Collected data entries
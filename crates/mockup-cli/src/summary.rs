use std::path::{Path, PathBuf};

use console::Style;
use mockup_core::codec::SourceImage;
use mockup_core::config::{
    ModelGender, StudioConfig, BACKGROUND_STYLES, BODY_TYPES, ETHNICITIES, POSE_STYLES,
    PRODUCT_TYPES,
};
use mockup_core::consts::{MAX_VARIATIONS, MIN_VARIATIONS};
use mockup_core::session::{SessionState, SlotState};
use mockup_core::viewport::ViewerState;

struct Styles {
    title: Style,
    header: Style,
    label: Style,
    value: Style,
    busy: Style,
    error: Style,
    disabled: Style,
    path: Style,
}

impl Styles {
    fn new() -> Self {
        Self {
            title: Style::new().cyan().bold(),
            header: Style::new().cyan().bold(),
            label: Style::new().dim(),
            value: Style::new().bold().white(),
            busy: Style::new().yellow(),
            error: Style::new().red().bold(),
            disabled: Style::new().dim().yellow(),
            path: Style::new().underlined(),
        }
    }
}

fn print_title(s: &Styles, title: &str) {
    println!();
    println!("  {}", s.title.apply_to(title));
    println!(
        "  {}",
        s.title.apply_to("\u{2550}".repeat(title.chars().count()))
    );
    println!();
}

pub fn print_generate_summary(studio: &StudioConfig, source: &SourceImage, output: &Path) {
    let s = Styles::new();
    let m = &studio.mockup;

    print_title(&s, "Mockup Studio");

    println!(
        "  {:<14}{}",
        s.label.apply_to("Product"),
        s.path.apply_to(&source.name)
    );
    println!(
        "  {:<14}{}",
        s.label.apply_to("Output"),
        s.path.apply_to(output.display())
    );
    println!(
        "  {:<14}{}",
        s.label.apply_to("Model"),
        s.value.apply_to(&studio.client.model)
    );
    println!();

    println!("  {}", s.header.apply_to("Scene"));
    for (label, value) in [
        ("Product type", m.product_type.as_str()),
        ("Gender", m.model_gender.as_str()),
        ("Ethnicity", m.ethnicity.as_str()),
        ("Body type", m.body_type.as_str()),
        ("Pose", m.pose_style.as_str()),
        ("Background", m.background_style.as_str()),
        ("Vibe", m.vibe_keywords.as_str()),
    ] {
        println!("    {:<14}{}", s.label.apply_to(label), s.value.apply_to(value));
    }
    println!(
        "    {:<14}{}",
        s.label.apply_to("Variations"),
        s.value.apply_to(m.variations)
    );
    println!();
}

pub fn print_saved(paths: &[PathBuf]) {
    let s = Styles::new();
    println!();
    println!("  {}", s.header.apply_to("Saved"));
    for (i, path) in paths.iter().enumerate() {
        println!(
            "    {}. {}",
            s.label.apply_to(i + 1),
            s.path.apply_to(path.display())
        );
    }
    println!();
}

pub fn print_choices() {
    let s = Styles::new();

    print_title(&s, "Mockup Options");

    let genders: Vec<&str> = ModelGender::ALL.iter().map(|g| g.as_str()).collect();
    for (header, options) in [
        ("Product type", PRODUCT_TYPES),
        ("Gender", genders.as_slice()),
        ("Ethnicity", ETHNICITIES),
        ("Body type", BODY_TYPES),
        ("Pose", POSE_STYLES),
        ("Background", BACKGROUND_STYLES),
    ] {
        println!("  {}", s.header.apply_to(header));
        for option in options {
            println!("    {}", s.value.apply_to(option));
        }
        println!();
    }

    println!(
        "  {:<14}{}",
        s.header.apply_to("Variations"),
        s.value.apply_to(format!("{MIN_VARIATIONS}-{MAX_VARIATIONS}"))
    );
    println!(
        "  {:<14}{}",
        s.header.apply_to("Vibe"),
        s.disabled.apply_to("free text, comma-separated")
    );
    println!();
}

/// The grid surface: one line per slot plus the session error, if any.
pub fn print_grid(state: &SessionState) {
    let s = Styles::new();

    println!(
        "  {:<10}{}",
        s.label.apply_to("Status"),
        s.value.apply_to(state.status)
    );

    if state.results.is_empty() {
        for (i, slot) in state.slots.iter().enumerate() {
            let marker = match slot.state {
                SlotState::Pending => s.busy.apply_to("generating"),
                SlotState::Ready => s.value.apply_to("ready"),
                SlotState::Errored => s.error.apply_to("failed"),
            };
            println!("    {}. {}", s.label.apply_to(i + 1), marker);
        }
    }

    for (i, result) in state.results.iter().enumerate() {
        let first_line = result.prompt.lines().next().unwrap_or_default();
        let busy = if state.is_regenerating(result.id) {
            s.busy.apply_to(" (regenerating)").to_string()
        } else {
            String::new()
        };
        println!(
            "    {}. {} rev {}{}  {}",
            s.label.apply_to(i + 1),
            s.value.apply_to(result.id),
            result.revision,
            busy,
            s.label.apply_to(truncate(first_line, 60))
        );
    }

    if let Some(ref err) = state.error {
        println!("  {}", s.error.apply_to(&err.message));
    }
}

pub fn print_viewer(viewer: &ViewerState, revision: u32) {
    let s = Styles::new();
    let t = viewer.transform();
    let image = viewer.image_size();
    let container = viewer.container();
    println!(
        "  {} rev {}  {} {:.0}%  {} ({:+.0}, {:+.0})  {} {}x{} in {}x{}{}",
        s.value.apply_to(viewer.result_id()),
        revision,
        s.label.apply_to("zoom"),
        t.scale * 100.0,
        s.label.apply_to("pan"),
        t.offset_x,
        t.offset_y,
        s.label.apply_to("image"),
        image.width,
        image.height,
        container.width,
        container.height,
        if viewer.is_dragging() { " [dragging]" } else { "" }
    );
}

pub fn print_error(message: &str) {
    let s = Styles::new();
    println!("  {}", s.error.apply_to(message));
}

fn truncate(text: &str, max: usize) -> String {
    if text.chars().count() <= max {
        return text.to_string();
    }
    let mut cut: String = text.chars().take(max).collect();
    cut.push_str("...");
    cut
}
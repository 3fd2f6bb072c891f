//! Refresh-token cookie helpers.

use actix_web::cookie::{time::Duration, Cookie, SameSite};
use actix_web::HttpRequest;

/// Cookie name for the refresh token (long-lived, 7 days).
pub const REFRESH_COOKIE_NAME: &str = "refreshToken";

const REFRESH_COOKIE_MAX_AGE_DAYS: i64 = 7;

/// HttpOnly, SameSite=Strict cookie carrying the refresh token.
pub fn refresh_cookie(token: String, secure: bool) -> Cookie<'static> {
    Cookie::build(REFRESH_COOKIE_NAME, token)
        .http_only(true)
        .same_site(SameSite::Strict)
        .path("/")
        .max_age(Duration::days(REFRESH_COOKIE_MAX_AGE_DAYS))
        .secure(secure)
        .finish()
}

/// A cookie that makes the browser drop the refresh cookie.
pub fn cleared_refresh_cookie(secure: bool) -> Cookie<'static> {
    let mut cookie = refresh_cookie(String::new(), secure);
    cookie.make_removal();
    cookie
}

/// The refresh token presented by the client, if any. Empty values count as absent.
pub fn refresh_token_from(req: &HttpRequest) -> Option<String> {
    req.cookie(REFRESH_COOKIE_NAME)
        .map(|cookie| cookie.value().to_string())
        .filter(|value| !value.is_empty())
}
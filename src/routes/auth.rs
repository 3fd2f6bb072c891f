use actix_web::{
    cookie::Cookie, get, post, route, web, HttpRequest, HttpResponse, ResponseError,
};
use serde_json::json;
use validator::Validate;

use crate::{
    auth::{
        cookie::{cleared_refresh_cookie, refresh_cookie, refresh_token_from},
        Credentials, GuestOnly, LoginRequest, Registration, SessionError, SignupRequest,
    },
    error::AppError,
    state::AppState,
};

/// Register a new user
///
/// Creates the account and returns it. The caller still has to log in.
#[post("/signup", wrap = "GuestOnly")]
pub async fn signup(
    state: web::Data<AppState>,
    body: web::Json<SignupRequest>,
) -> Result<HttpResponse, AppError> {
    body.validate()?;
    let registration = Registration::try_from(body.into_inner())?;

    let user = state.session.signup(registration).await?;

    Ok(HttpResponse::Created().json(json!({
        "user": user,
        "message": "User created successfully",
    })))
}

/// Login user
///
/// Returns a short-lived access token in the body and sets the refresh token
/// as an HttpOnly cookie.
#[post("/login", wrap = "GuestOnly")]
pub async fn login(
    state: web::Data<AppState>,
    body: web::Json<LoginRequest>,
) -> Result<HttpResponse, AppError> {
    body.validate()?;
    let credentials = Credentials::try_from(body.into_inner())?;

    let outcome = state.session.login(credentials).await?;

    Ok(HttpResponse::Ok()
        .cookie(refresh_cookie(outcome.refresh_token, state.secure_cookies))
        .json(json!({
            "accessToken": outcome.access_token,
            "user": outcome.user,
            "message": "Authenticated",
        })))
}

/// Mint a new access token from the refresh cookie.
#[route("/refresh-token", method = "GET", method = "POST")]
pub async fn refresh_token(
    req: HttpRequest,
    state: web::Data<AppState>,
) -> Result<HttpResponse, AppError> {
    let token = refresh_token_from(&req);
    let access_token = state.session.refresh(token.as_deref()).await?;

    Ok(HttpResponse::Ok().json(json!({
        "accessToken": access_token,
        "message": "Access token refreshed",
    })))
}

/// The user behind the refresh cookie.
#[get("/auth-refresh")]
pub async fn auth_refresh(
    req: HttpRequest,
    state: web::Data<AppState>,
) -> Result<HttpResponse, AppError> {
    let token = refresh_token_from(&req);
    let user = state.session.current_user(token.as_deref()).await?;

    Ok(HttpResponse::Ok().json(json!({
        "user": user,
        "message": "User authenticated",
    })))
}

/// Renders `error` with the removal cookie attached.
fn with_cleared_cookie(error: AppError, cleared: &Cookie<'_>) -> Result<HttpResponse, AppError> {
    let mut response = error.error_response();
    response
        .add_cookie(cleared)
        .map_err(|e| AppError::InternalServerError(e.to_string()))?;
    Ok(response)
}

/// End the session behind the refresh cookie and clear the cookie.
///
/// Logging out a session that is already gone still succeeds. Every outcome,
/// failures included, clears the cookie.
#[route("/logout", method = "POST", method = "DELETE")]
pub async fn logout(
    req: HttpRequest,
    state: web::Data<AppState>,
) -> Result<HttpResponse, AppError> {
    let token = refresh_token_from(&req);
    let cleared = cleared_refresh_cookie(state.secure_cookies);

    match state.session.logout(token.as_deref()).await {
        Ok(_) => Ok(HttpResponse::Ok()
            .cookie(cleared)
            .json(json!({ "message": "Token successfully deleted" }))),
        Err(SessionError::NoToken) => with_cleared_cookie(
            AppError::BadRequest("No refresh token provided".into()),
            &cleared,
        ),
        Err(e) => with_cleared_cookie(e.into(), &cleared),
    }
}

#[cfg(test)]
mod tests {
    use super::*;
    use crate::auth::{PasswordHasher, TokenIssuer};
    use crate::models::{
        List, NewTask, NewUser, RefreshTokenRecord, StoredRefreshToken, Task, User,
    };
    use crate::store::{
        ListStore, RefreshTokenStore, StoreError, StoreResult, TaskStore, UserStore,
    };
    use actix_web::{cookie::time::Duration as CookieDuration, http::StatusCode, test, App};
    use async_trait::async_trait;
    use chrono::{DateTime, Utc};
    use std::sync::Arc;

    /// Every call fails as if the database were unreachable.
    struct UnreachableStore;

    fn down<T>() -> StoreResult<T> {
        Err(StoreError::Database(sqlx::Error::PoolTimedOut))
    }

    #[async_trait]
    impl UserStore for UnreachableStore {
        async fn create_user(&self, _: NewUser) -> StoreResult<User> {
            down()
        }
        async fn find_by_email(&self, _: &str) -> StoreResult<Option<User>> {
            down()
        }
        async fn find_active_by_email(&self, _: &str) -> StoreResult<Option<User>> {
            down()
        }
        async fn find_active_by_id(&self, _: i32) -> StoreResult<Option<User>> {
            down()
        }
    }

    #[async_trait]
    impl RefreshTokenStore for UnreachableStore {
        async fn save(
            &self,
            _: &str,
            _: &User,
            _: DateTime<Utc>,
        ) -> StoreResult<RefreshTokenRecord> {
            down()
        }
        async fn find_by_token(&self, _: &str) -> StoreResult<Option<StoredRefreshToken>> {
            down()
        }
        async fn deactivate(&self, _: &RefreshTokenRecord) -> StoreResult<bool> {
            down()
        }
        async fn delete(&self, _: &str) -> StoreResult<u64> {
            down()
        }
        async fn list_for_user(&self, _: i32) -> StoreResult<Vec<RefreshTokenRecord>> {
            down()
        }
    }

    #[async_trait]
    impl ListStore for UnreachableStore {
        async fn create_list(&self, _: &str, _: i32) -> StoreResult<List> {
            down()
        }
        async fn lists_by_owner(&self, _: i32) -> StoreResult<Vec<List>> {
            down()
        }
        async fn find_owned_list(&self, _: i32, _: i32) -> StoreResult<Option<List>> {
            down()
        }
        async fn update_list(&self, _: &List) -> StoreResult<List> {
            down()
        }
    }

    #[async_trait]
    impl TaskStore for UnreachableStore {
        async fn create_task(&self, _: NewTask) -> StoreResult<Task> {
            down()
        }
        async fn tasks_by_list(&self, _: i32) -> StoreResult<Vec<Task>> {
            down()
        }
        async fn find_owned_task(&self, _: i32, _: i32) -> StoreResult<Option<Task>> {
            down()
        }
        async fn update_task(&self, _: &Task) -> StoreResult<Task> {
            down()
        }
    }

    #[actix_rt::test]
    async fn test_logout_clears_cookie_when_store_fails() {
        let state = AppState::new(
            Arc::new(UnreachableStore),
            Arc::new(TokenIssuer::new("access-secret", "refresh-secret")),
            PasswordHasher::new(4).unwrap(),
            false,
        );
        let app = test::init_service(
            App::new()
                .app_data(web::Data::new(state))
                .service(logout),
        )
        .await;

        let req = test::TestRequest::post()
            .uri("/logout")
            .cookie(Cookie::new("refreshToken", "whatever"))
            .to_request();
        let resp = test::call_service(&app, req).await;
        assert_eq!(resp.status(), StatusCode::INTERNAL_SERVER_ERROR);

        let cleared = resp
            .response()
            .cookies()
            .find(|c| c.name() == "refreshToken")
            .map(|c| c.into_owned())
            .unwrap();
        assert_eq!(cleared.value(), "");
        assert_eq!(cleared.max_age(), Some(CookieDuration::ZERO));

        let body: serde_json::Value = test::read_body_json(resp).await;
        assert_eq!(body["error"], "Internal server error");
    }
}
use chrono::{DateTime, Utc};
use serde::{Deserialize, Serialize};
use sqlx::FromRow;
use validator::Validate;

/// A named to-do list owned by one user. `(name, user_id)` is unique.
#[derive(Debug, Clone, Serialize, Deserialize, FromRow)]
#[serde(rename_all = "camelCase")]
pub struct List {
    pub id: i32,
    pub name: String,
    pub user_id: i32,
    pub is_deleted: bool,
    pub created_at: DateTime<Utc>,
}

/// Payload for `POST /list`.
#[derive(Debug, Deserialize, Validate)]
pub struct CreateListRequest {
    #[validate(required(message = "name is required"))]
    #[validate(length(min = 1, max = 100, message = "name must be between 1 and 100 characters"))]
    pub name: Option<String>,
}

/// Payload for `PATCH /list`: rename and/or soft-delete the list identified by `id`.
#[derive(Debug, Deserialize, Validate)]
#[serde(rename_all = "camelCase")]
pub struct UpdateListRequest {
    #[validate(required(message = "id is required"))]
    pub id: Option<i32>,

    #[validate(length(min = 1, max = 100, message = "name must be between 1 and 100 characters"))]
    pub name: Option<String>,

    pub is_deleted: Option<bool>,
}

impl List {
    pub fn apply(&mut self, update: UpdateListRequest) {
        if let Some(name) = update.name {
            self.name = name;
        }
        if let Some(is_deleted) = update.is_deleted {
            self.is_deleted = is_deleted;
        }
    }
}

#[cfg(test)]
mod tests {
    use super::*;

    #[test]
    fn test_list_name_validation() {
        let missing = CreateListRequest { name: None };
        assert!(missing.validate().is_err());

        let empty = CreateListRequest {
            name: Some(String::new()),
        };
        assert!(empty.validate().is_err());

        let too_long = CreateListRequest {
            name: Some("l".repeat(101)),
        };
        assert!(too_long.validate().is_err());

        let valid = CreateListRequest {
            name: Some("Groceries".to_string()),
        };
        assert!(valid.validate().is_ok());
    }

    #[test]
    fn test_update_requires_id() {
        let update: UpdateListRequest =
            serde_json::from_value(serde_json::json!({ "name": "Chores" })).unwrap();
        assert!(update.validate().is_err());

        let update: UpdateListRequest =
            serde_json::from_value(serde_json::json!({ "id": 4, "isDeleted": true })).unwrap();
        assert!(update.validate().is_ok());

        let mut list = List {
            id: 4,
            name: "Chores".to_string(),
            user_id: 1,
            is_deleted: false,
            created_at: Utc::now(),
        };
        list.apply(update);
        assert!(list.is_deleted);
        assert_eq!(list.name, "Chores");
    }
}
use chrono::{DateTime, Utc};
use serde::{Deserialize, Serialize};
use sqlx::FromRow;

use super::User;

/// Lifecycle state of a persisted refresh token.
/// Corresponds to the `refresh_token_status` SQL enum.
#[derive(Debug, Serialize, Deserialize, Clone, Copy, PartialEq, Eq, sqlx::Type)]
#[sqlx(type_name = "refresh_token_status", rename_all = "lowercase")]
#[serde(rename_all = "lowercase")]
pub enum RefreshTokenStatus {
    /// The token can still be exchanged for access tokens.
    Active,
    /// The token was found expired or invalid during a refresh. The row is kept
    /// for auditing but never matches a lookup again.
    Deactivated,
}

/// One login session, identified by the refresh token handed to the client.
#[derive(Debug, Clone, FromRow)]
pub struct RefreshTokenRecord {
    pub id: i32,
    pub token: String,
    pub user_id: i32,
    pub status: RefreshTokenStatus,
    pub created_at: DateTime<Utc>,
    /// Mirror of the `exp` claim signed into the token.
    pub expires_at: DateTime<Utc>,
    pub deactivated_at: Option<DateTime<Utc>>,
}

impl RefreshTokenRecord {
    pub fn is_active(&self) -> bool {
        self.status == RefreshTokenStatus::Active
    }

    /// Still valid at exactly `expires_at`, matching how the signed `exp` is checked.
    pub fn is_expired_at(&self, now: DateTime<Utc>) -> bool {
        self.expires_at < now
    }
}

/// An active refresh token together with the account that owns it.
#[derive(Debug, Clone)]
pub struct StoredRefreshToken {
    pub record: RefreshTokenRecord,
    pub owner: User,
}
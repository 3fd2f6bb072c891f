use chrono::{DateTime, Utc};
use serde::{Deserialize, Serialize};
use sqlx::FromRow;
use validator::Validate;

use crate::error::AppError;

/// Represents a task entity as stored in the database and returned by the API.
#[derive(Debug, Clone, Serialize, Deserialize, FromRow)]
#[serde(rename_all = "camelCase")]
pub struct Task {
    /// Unique identifier for the task.
    pub id: i32,
    /// One-line summary of the task.
    pub short_desc: String,
    /// Free-form details. Empty when not provided.
    pub long_desc: String,
    /// When the task is due.
    pub deadline: DateTime<Utc>,
    /// Whether the task has been completed.
    pub is_achieved: bool,
    /// Soft-delete flag; deleted tasks are hidden from every read.
    pub is_deleted: bool,
    /// Timestamp of when the task was created.
    pub created_at: DateTime<Utc>,
    /// The list this task belongs to. Ownership of a task is ownership of its list.
    pub list_id: i32,
}

/// Fields required to insert a task.
#[derive(Debug, Clone)]
pub struct NewTask {
    pub short_desc: String,
    pub long_desc: String,
    pub deadline: DateTime<Utc>,
    pub list_id: i32,
}

/// Payload for `POST /task`.
///
/// Required fields are `Option`s so that a body missing several of them is
/// reported field by field instead of failing on the first one.
#[derive(Debug, Deserialize, Validate)]
#[serde(rename_all = "camelCase")]
pub struct CreateTaskRequest {
    #[validate(required(message = "shortDesc is required"))]
    #[validate(length(
        min = 3,
        max = 255,
        message = "shortDesc must be between 3 and 255 characters"
    ))]
    pub short_desc: Option<String>,

    #[validate(length(max = 1000, message = "longDesc must be at most 1000 characters"))]
    pub long_desc: Option<String>,

    #[validate(required(message = "deadline is required"))]
    pub deadline: Option<DateTime<Utc>>,

    #[validate(required(message = "listId is required"))]
    #[validate(range(min = 1, message = "listId must be a positive integer"))]
    pub list_id: Option<i32>,
}

impl TryFrom<CreateTaskRequest> for NewTask {
    type Error = AppError;

    /// Expects a request that already passed `validate()`.
    fn try_from(request: CreateTaskRequest) -> Result<Self, Self::Error> {
        match (request.short_desc, request.deadline, request.list_id) {
            (Some(short_desc), Some(deadline), Some(list_id)) => Ok(NewTask {
                short_desc,
                long_desc: request.long_desc.unwrap_or_default(),
                deadline,
                list_id,
            }),
            _ => Err(AppError::BadRequest(
                "shortDesc, deadline and listId are required".into(),
            )),
        }
    }
}

/// Payload for `PATCH /task/{id}`. Absent fields are left unchanged.
#[derive(Debug, Default, Deserialize, Validate)]
#[serde(rename_all = "camelCase")]
pub struct UpdateTaskRequest {
    #[validate(length(
        min = 3,
        max = 255,
        message = "shortDesc must be between 3 and 255 characters"
    ))]
    pub short_desc: Option<String>,

    #[validate(length(max = 1000, message = "longDesc must be at most 1000 characters"))]
    pub long_desc: Option<String>,

    pub deadline: Option<DateTime<Utc>>,

    pub is_achieved: Option<bool>,

    pub is_deleted: Option<bool>,
}

impl Task {
    /// Applies the fields present in `update`.
    pub fn apply(&mut self, update: UpdateTaskRequest) {
        if let Some(short_desc) = update.short_desc {
            self.short_desc = short_desc;
        }
        if let Some(long_desc) = update.long_desc {
            self.long_desc = long_desc;
        }
        if let Some(deadline) = update.deadline {
            self.deadline = deadline;
        }
        if let Some(is_achieved) = update.is_achieved {
            self.is_achieved = is_achieved;
        }
        if let Some(is_deleted) = update.is_deleted {
            self.is_deleted = is_deleted;
        }
    }
}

== Task directions ==
Across the data, how many lines have the word "ListStore" in them? Respond with the number alone.

== Task result ==
2